** Task to complete **
The answer must be an exact reproduction of the lines from the start of the records below through the line containing "use thiserror::Error;", and nothing more.

** Data under study **
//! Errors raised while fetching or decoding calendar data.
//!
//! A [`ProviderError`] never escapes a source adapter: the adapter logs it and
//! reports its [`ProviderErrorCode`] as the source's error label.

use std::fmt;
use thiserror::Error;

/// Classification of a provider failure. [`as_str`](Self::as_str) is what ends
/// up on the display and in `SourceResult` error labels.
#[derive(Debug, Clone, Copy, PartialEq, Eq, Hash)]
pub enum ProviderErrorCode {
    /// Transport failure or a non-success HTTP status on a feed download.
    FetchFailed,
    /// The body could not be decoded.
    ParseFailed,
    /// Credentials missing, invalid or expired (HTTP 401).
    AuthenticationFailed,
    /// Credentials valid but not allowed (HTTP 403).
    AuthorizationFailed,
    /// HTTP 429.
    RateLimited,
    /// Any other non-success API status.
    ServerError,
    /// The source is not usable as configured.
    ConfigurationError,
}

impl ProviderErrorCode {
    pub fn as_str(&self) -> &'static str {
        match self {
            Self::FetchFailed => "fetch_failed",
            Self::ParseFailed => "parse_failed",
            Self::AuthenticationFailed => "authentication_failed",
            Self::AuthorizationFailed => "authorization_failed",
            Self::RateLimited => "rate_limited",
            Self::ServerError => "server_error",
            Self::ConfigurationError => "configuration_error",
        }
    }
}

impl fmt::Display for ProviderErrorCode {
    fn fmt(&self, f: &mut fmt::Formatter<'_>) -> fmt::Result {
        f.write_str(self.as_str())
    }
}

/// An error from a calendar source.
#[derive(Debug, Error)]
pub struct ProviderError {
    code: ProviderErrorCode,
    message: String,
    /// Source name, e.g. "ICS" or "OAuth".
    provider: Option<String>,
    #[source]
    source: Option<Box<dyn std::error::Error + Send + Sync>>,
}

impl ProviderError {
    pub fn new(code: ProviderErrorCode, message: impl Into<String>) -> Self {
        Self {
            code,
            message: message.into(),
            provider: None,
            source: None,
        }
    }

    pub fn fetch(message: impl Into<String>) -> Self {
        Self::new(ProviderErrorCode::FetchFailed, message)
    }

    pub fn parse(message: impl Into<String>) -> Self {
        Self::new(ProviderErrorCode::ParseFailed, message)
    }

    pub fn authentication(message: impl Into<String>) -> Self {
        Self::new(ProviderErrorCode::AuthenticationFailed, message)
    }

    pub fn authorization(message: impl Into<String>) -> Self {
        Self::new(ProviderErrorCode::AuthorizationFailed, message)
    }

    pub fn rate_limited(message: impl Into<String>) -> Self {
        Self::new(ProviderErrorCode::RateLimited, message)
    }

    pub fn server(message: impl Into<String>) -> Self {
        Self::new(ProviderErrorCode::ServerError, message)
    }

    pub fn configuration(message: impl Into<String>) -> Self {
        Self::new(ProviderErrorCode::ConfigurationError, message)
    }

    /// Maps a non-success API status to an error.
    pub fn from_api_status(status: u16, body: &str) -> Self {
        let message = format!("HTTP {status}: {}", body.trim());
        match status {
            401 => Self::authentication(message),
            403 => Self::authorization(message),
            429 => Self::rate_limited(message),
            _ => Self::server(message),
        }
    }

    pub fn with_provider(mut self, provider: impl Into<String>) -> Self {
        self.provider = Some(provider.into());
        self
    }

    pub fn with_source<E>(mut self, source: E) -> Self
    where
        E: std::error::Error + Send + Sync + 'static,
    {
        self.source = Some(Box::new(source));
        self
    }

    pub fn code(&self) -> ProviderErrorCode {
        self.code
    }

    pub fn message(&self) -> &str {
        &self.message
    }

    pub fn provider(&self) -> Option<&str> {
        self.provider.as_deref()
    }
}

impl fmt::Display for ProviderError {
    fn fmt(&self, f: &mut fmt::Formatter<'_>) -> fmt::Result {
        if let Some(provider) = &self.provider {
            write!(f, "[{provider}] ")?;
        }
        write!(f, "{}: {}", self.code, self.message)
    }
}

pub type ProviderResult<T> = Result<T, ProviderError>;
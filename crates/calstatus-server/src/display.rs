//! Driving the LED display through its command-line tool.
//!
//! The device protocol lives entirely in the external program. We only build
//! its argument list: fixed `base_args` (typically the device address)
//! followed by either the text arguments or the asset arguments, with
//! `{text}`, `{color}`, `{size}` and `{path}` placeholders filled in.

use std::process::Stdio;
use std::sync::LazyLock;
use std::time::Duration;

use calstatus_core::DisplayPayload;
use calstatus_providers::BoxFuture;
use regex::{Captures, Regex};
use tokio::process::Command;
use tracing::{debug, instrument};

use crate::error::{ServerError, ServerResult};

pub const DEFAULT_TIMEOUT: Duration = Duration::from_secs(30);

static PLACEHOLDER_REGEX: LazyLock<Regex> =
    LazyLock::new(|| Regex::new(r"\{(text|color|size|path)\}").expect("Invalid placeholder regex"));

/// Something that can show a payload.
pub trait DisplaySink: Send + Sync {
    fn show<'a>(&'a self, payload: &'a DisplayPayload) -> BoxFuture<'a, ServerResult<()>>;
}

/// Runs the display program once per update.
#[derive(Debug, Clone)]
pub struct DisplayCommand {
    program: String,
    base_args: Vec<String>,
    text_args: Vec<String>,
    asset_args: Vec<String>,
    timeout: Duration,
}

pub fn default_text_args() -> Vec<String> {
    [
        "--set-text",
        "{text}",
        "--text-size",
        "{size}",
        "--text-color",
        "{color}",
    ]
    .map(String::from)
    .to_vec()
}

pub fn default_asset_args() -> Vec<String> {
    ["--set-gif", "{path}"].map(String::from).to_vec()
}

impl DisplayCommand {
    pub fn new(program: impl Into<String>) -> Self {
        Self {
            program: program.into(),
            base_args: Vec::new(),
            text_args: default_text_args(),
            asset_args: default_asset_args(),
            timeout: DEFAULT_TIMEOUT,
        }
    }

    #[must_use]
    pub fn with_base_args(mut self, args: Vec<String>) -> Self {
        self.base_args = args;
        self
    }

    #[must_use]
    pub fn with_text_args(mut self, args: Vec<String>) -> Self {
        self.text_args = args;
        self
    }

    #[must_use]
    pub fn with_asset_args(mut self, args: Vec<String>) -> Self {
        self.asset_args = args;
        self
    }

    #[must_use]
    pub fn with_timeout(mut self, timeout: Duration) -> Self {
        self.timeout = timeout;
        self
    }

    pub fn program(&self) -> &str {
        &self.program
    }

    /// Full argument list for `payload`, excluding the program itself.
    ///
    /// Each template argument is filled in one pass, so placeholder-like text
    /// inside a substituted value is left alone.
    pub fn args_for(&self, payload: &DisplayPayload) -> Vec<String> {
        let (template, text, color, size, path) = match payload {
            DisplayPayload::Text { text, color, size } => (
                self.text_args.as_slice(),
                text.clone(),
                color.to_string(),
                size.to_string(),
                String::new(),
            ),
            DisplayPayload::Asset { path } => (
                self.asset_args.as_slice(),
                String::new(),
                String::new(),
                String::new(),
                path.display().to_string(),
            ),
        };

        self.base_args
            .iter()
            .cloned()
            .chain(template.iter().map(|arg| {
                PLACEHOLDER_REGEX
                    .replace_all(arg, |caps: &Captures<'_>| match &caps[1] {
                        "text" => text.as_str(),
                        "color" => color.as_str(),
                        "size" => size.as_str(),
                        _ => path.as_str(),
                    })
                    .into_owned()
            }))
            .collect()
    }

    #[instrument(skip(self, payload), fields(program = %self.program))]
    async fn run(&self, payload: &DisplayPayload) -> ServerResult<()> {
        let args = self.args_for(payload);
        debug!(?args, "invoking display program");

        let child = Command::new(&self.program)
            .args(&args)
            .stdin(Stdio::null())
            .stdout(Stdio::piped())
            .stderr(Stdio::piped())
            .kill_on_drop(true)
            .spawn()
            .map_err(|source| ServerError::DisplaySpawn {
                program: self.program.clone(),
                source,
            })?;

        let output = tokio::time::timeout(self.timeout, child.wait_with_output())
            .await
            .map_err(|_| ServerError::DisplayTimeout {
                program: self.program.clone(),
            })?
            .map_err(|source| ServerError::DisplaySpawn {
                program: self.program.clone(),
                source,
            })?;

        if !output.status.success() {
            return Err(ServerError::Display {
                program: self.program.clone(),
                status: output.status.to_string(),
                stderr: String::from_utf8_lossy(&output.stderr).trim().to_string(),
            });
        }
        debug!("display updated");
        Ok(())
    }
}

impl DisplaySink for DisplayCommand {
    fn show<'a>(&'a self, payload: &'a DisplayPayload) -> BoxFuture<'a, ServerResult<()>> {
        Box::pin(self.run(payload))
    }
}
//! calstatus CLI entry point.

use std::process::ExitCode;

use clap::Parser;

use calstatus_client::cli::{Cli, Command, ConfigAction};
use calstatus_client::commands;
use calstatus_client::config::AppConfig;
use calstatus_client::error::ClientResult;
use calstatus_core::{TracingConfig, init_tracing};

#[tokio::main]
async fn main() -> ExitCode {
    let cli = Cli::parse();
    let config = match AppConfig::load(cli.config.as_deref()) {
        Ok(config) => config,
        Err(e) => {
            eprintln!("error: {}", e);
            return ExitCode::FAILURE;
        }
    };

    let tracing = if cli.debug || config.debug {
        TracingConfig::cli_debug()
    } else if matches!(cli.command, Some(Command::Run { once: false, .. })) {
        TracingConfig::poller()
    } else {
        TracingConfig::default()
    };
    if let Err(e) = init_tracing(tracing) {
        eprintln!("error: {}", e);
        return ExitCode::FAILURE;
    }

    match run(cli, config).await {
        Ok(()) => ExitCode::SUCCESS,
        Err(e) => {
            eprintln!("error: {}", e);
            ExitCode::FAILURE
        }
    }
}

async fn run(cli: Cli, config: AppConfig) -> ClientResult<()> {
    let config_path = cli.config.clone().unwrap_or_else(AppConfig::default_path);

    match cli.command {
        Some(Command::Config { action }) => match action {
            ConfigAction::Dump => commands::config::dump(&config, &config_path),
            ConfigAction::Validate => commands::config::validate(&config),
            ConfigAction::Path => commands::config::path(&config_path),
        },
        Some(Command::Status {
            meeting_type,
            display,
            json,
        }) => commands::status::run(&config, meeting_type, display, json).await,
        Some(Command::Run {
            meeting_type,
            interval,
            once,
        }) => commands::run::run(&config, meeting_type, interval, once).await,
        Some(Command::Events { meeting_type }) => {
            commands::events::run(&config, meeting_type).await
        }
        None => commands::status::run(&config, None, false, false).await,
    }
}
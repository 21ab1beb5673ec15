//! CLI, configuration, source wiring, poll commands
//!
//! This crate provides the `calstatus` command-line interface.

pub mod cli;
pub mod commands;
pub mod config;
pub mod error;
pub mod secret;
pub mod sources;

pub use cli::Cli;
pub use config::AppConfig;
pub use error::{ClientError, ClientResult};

** Result for this exercise **
//! Errors raised while fetching or decoding calendar data.
//!
//! A [`ProviderError`] never escapes a source adapter: the adapter logs it and
//! reports its [`ProviderErrorCode`] as the source's error label.

use std::fmt;
use thiserror::Error;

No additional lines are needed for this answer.